I am training for a marathon using the Hanson’s method, and am running more miles and more frequently than ever before. The program is designed to develop cumulative fatigue, and while the longest runs top off at 16 miles, they are meant to simulate the last 16 miles of the race, not the first. 

I was about five miles into a nine-mile goal pace run one morning when I really wanted to slow down. My mind whined, this is haaaard. All of a sudden, something I had read on a triathlon forum popped into my head: Of course it’s effin’ hard. It’s IRONMAN. While I have never trained for an Ironman (and probably never will), I had a “Well, duh!” moment right there.
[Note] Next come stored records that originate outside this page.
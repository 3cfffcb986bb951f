use crate::InsertMode;
use std::error::Error;
use std::fmt;

/// Errors reported by the linear algebra containers.
#[non_exhaustive]
#[derive(Debug, Clone, PartialEq, Eq)]
pub enum LaError {
    /// A local index exceeded the local size of a container.
    IndexOutOfBounds { index: usize, len: usize },
    /// An entry was written that is not part of the sparsity pattern of a matrix.
    EntryNotInPattern { row: usize, col: usize },
    /// Values were added and inserted into a matrix without an intervening flush.
    MixedInsertModes { current: InsertMode, requested: InsertMode },
    /// The dimensions of a value array did not match the number of indices.
    DimensionMismatch { expected: (usize, usize), actual: (usize, usize) },
    /// An index map was constructed from inconsistent data.
    InvalidIndexMap { reason: String },
    /// A ghost contribution was delivered to a process that does not own the index.
    NotOwned { global: usize },
}

impl fmt::Display for LaError {
    fn fmt(&self, f: &mut fmt::Formatter<'_>) -> fmt::Result {
        match self {
            Self::IndexOutOfBounds { index, len } => {
                write!(f, "Local index {} out of bounds for local size {}", index, len)
            }
            Self::EntryNotInPattern { row, col } => {
                write!(f, "Entry ({}, {}) is not in the sparsity pattern", row, col)
            }
            Self::MixedInsertModes { current, requested } => write!(
                f,
                "Cannot use insert mode {:?} while the matrix is in mode {:?}. Flush the matrix first.",
                requested, current
            ),
            Self::DimensionMismatch { expected, actual } => write!(
                f,
                "Value array has dimensions {}x{}, expected {}x{}",
                actual.0, actual.1, expected.0, expected.1
            ),
            Self::InvalidIndexMap { reason } => write!(f, "Invalid index map: {}", reason),
            Self::NotOwned { global } => {
                write!(f, "Global index {} is not owned by this process", global)
            }
        }
    }
}

impl Error for LaError {}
Marathon training isn’t supposed to be easy. Running a marathon isn’t easy. Neither is any physical endeavor where you are pushing your body beyond where it wants to go. To a person trying to get in shape after years of sedentary life, running to the end of the street is effin’ hard. No matter how fit you are and how much you might love to exercise, there are days when it’s a struggle just to get out the door.

Anyone who decides to tackle a goal knows from the outset there will be a struggles, but the buoyancy of untested enthusiasm can obscure that fact. Once a person is down in the trenches dealing with the nitty-gritty tasks at hand, however, it’s easy to lose sight of why this crazy thing ever seemed like a good idea. A decision must be made whether or not to press on, sometimes multiple times a day. But while the prize is obtained at the end, the true treasure is often found during the journey.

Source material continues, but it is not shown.